Furthermore, multi-language support becomes a breeze. In my personal experience as a software engineer over the past decade, developing various products such as games, web services, and applications, I often needed to support multiple languages. Each time, there was no definite solution. The optimal approach varied depending on the situation, and there were many things to consider when entrusting translations, such as effectively communicating the context of the target service to the translator. Moreover, regularly updating content and having it retranslated into various languages was a very tedious process. While I tried to automate as much as possible by creating various tools, I was never fully satisfied. I believe ChatGPT can completely solve these issues. If there is a need to provide project-specific context, all you need to do is prepare a prompt in advance. Instead of having to rely on and wait for professional translators, we can now entrust this task to ChatGPT, and we only need a few people to review the translated content.

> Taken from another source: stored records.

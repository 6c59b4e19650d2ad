//! Answer generation
//!
//! The conversation flow only depends on the [`Generator`] trait. The default
//! implementation calls Gemini with a first-person "digital twin" system
//! prompt, using a long-lived reqwest::Client for connection pooling.

use crate::error::TwinError;
use crate::memory::session::RetrievedContext;
use crate::Result;
use reqwest::Client;
use serde::{Deserialize, Serialize};
use std::time::Duration;
use tracing::{error, info};

const GEMINI_URL: &str =
    "https://generativelanguage.googleapis.com/v1beta/models/gemini-2.0-flash:generateContent";

/// A generated answer and the profile snippets it was grounded on
#[derive(Debug, Clone, Default, PartialEq)]
pub struct Generation {
    pub response: String,
    pub context: Vec<RetrievedContext>,
}

/// Produces an answer for a question given the rendered conversation context
#[async_trait::async_trait]
pub trait Generator: Send + Sync {
    async fn generate(&self, question: &str, context: &str) -> Result<Generation>;
}

/// Reusable Gemini client (connection-pooled)
pub struct GeminiGenerator {
    client: Client,
    api_key: String,
    base_url: String,
    /// Name the twin answers as
    persona: String,
}

impl GeminiGenerator {
    pub fn new(api_key: String, persona: String) -> Result<Self> {
        let client = Client::builder()
            .pool_idle_timeout(Duration::from_secs(90))
            .pool_max_idle_per_host(8)
            .build()?;

        Ok(Self {
            client,
            api_key,
            base_url: GEMINI_URL.to_string(),
            persona,
        })
    }

    pub fn with_base_url(mut self, base_url: impl Into<String>) -> Self {
        self.base_url = base_url.into();
        self
    }
}

#[async_trait::async_trait]
impl Generator for GeminiGenerator {
    async fn generate(&self, question: &str, context: &str) -> Result<Generation> {
        if self.api_key.is_empty() {
            return Err(TwinError::GenerationError(
                "GEMINI_API_KEY not configured".to_string(),
            ));
        }

        let url = format!("{}?key={}", self.base_url, self.api_key);
        let request = GeminiRequest {
            contents: vec![Content {
                parts: vec![Part {
                    text: build_prompt(question, context),
                }],
            }],
            generation_config: GenerationConfig {
                temperature: 0.7,
                top_p: 0.9,
                top_k: 40,
                max_output_tokens: 500,
            },
            system_instruction: SystemInstruction {
                parts: vec![Part {
                    text: build_system_prompt(&self.persona),
                }],
            },
        };

        info!("Calling Gemini API ({} chars of context)", context.len());

        let response = self.client.post(&url).json(&request).send().await.map_err(|e| {
            error!("Gemini API request failed: {}", e);
            TwinError::GenerationError(format!("Gemini API error: {}", e))
        })?;

        if !response.status().is_success() {
            let status = response.status();
            let error_text = response.text().await.unwrap_or_default();
            error!("Gemini API error response ({}): {}", status, error_text);
            return Err(TwinError::GenerationError(format!(
                "Gemini API returned {}",
                status
            )));
        }

        let gemini_response: GeminiResponse = response.json().await.map_err(|e| {
            error!("Failed to parse Gemini response: {}", e);
            TwinError::GenerationError(format!("Gemini parse error: {}", e))
        })?;

        let answer = first_answer(&gemini_response)
            .ok_or_else(|| TwinError::GenerationError("Empty response from Gemini".to_string()))?;

        Ok(Generation {
            response: answer,
            context: Vec::new(),
        })
    }
}

fn build_system_prompt(persona: &str) -> String {
    format!(
        "You are {}'s digital twin. Answer questions as if you are the person, \
         speaking in first person about your background, skills, and experience. \
         Stay professional and concise. Use the conversation context to keep \
         continuity with the visitor, but never invent facts about them.",
        persona
    )
}

fn build_prompt(question: &str, context: &str) -> String {
    if context.trim().is_empty() {
        format!("Question: {}\n\nProvide a helpful, professional response:", question)
    } else {
        format!(
            "Conversation so far:\n{}\n\nQuestion: {}\n\nProvide a helpful, professional response:",
            context, question
        )
    }
}

fn first_answer(response: &GeminiResponse) -> Option<String> {
    response
        .candidates
        .first()?
        .content
        .parts
        .first()
        .map(|part| part.text.trim().to_string())
        .filter(|text| !text.is_empty())
}

#[derive(Debug, Serialize)]
struct GeminiRequest {
    contents: Vec<Content>,
    generation_config: GenerationConfig,
    system_instruction: SystemInstruction,
}

#[derive(Debug, Serialize, Deserialize)]
struct Content {
    parts: Vec<Part>,
}

#[derive(Debug, Serialize, Deserialize)]
struct Part {
    text: String,
}

#[derive(Debug, Serialize)]
struct GenerationConfig {
    temperature: f32,
    top_p: f32,
    top_k: i32,
    max_output_tokens: i32,
}

#[derive(Debug, Serialize)]
struct SystemInstruction {
    parts: Vec<Part>,
}

#[derive(Debug, Deserialize)]
struct GeminiResponse {
    #[serde(default)]
    candidates: Vec<Candidate>,
}

#[derive(Debug, Deserialize)]
struct Candidate {
    content: Content,
}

We are nearing a world where documentation is no longer a burden for developers.
Conclusion: The Value of Test-Driven Documentation
The use of ChatGPT to generate documentation has proven a significant step forward in the GlueSQL user manual creation process. Through test-driven documentation, we've managed to automate a substantial part of the manual creation process, saving time and effort, and increasing accuracy.
Moreover, this process has unveiled a new potential for documentation: the possibility of fully automating document generation. We've seen that quality tests can become quality documentation with the help of AI, leading to more efficient workflows and possibly better test code as a result.
The journey doesn't stop here. We envision leveraging this capability further to auto-translate our documents into multiple languages, making our product more accessible to a global audience.
As we progress, we hope that our experience can inspire other developers to explore and embrace the benefits of AI-generated, test-driven documentation. It's not just about saving time—it's about improving the way we work, communicate, and share knowledge.